Look below for the line containing "is left unset.". Reproduce it and every line after it exactly, and nothing more.

**Data records**.
========

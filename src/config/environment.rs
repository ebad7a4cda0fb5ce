use std::fmt;

/// Application runtime environment.
#[derive(Debug, Clone, Copy, PartialEq, Eq)]
pub enum Environment {
    Local,
    Test,
    Prod,
}

impl Environment {
    pub fn as_str(&self) -> &'static str {
        match self {
            Environment::Local => "Local",
            Environment::Test => "Test",
            Environment::Prod => "Prod",
        }
    }

    /// Production defaults to JSON logs so the log shipper gets structured
    /// records even when the setting is left unset.
    pub fn default_json_logging(&self) -> bool {
        matches!(self, Environment::Prod)
    }
}

impl TryFrom<String> for Environment {
    type Error = String;

    fn try_from(s: String) -> Result<Self, Self::Error> {
        match s.to_lowercase().as_str() {
            "local" => Ok(Self::Local),
            "test" => Ok(Self::Test),
            "prod" | "production" => Ok(Self::Prod),
            other => Err(format!(
                "Invalid environment: {}. Expected: local, test, or prod",
                other
            )),
        }
    }
}

impl fmt::Display for Environment {
    fn fmt(&self, f: &mut fmt::Formatter<'_>) -> fmt::Result {
        write!(f, "{}", self.as_str())
    }
}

========

**Solution to this task**.
    /// records even when the setting is left unset.
    pub fn default_json_logging(&self) -> bool {
        matches!(self, Environment::Prod)
    }
}

impl TryFrom<String> for Environment {
    type Error = String;

    fn try_from(s: String) -> Result<Self, Self::Error> {
        match s.to_lowercase().as_str() {
            "local" => Ok(Self::Local),
            "test" => Ok(Self::Test),
            "prod" | "production" => Ok(Self::Prod),
            other => Err(format!(
                "Invalid environment: {}. Expected: local, test, or prod",
                other
            )),
        }
    }
}

impl fmt::Display for Environment {
    fn fmt(&self, f: &mut fmt::Formatter<'_>) -> fmt::Result {
        write!(f, "{}", self.as_str())
    }
}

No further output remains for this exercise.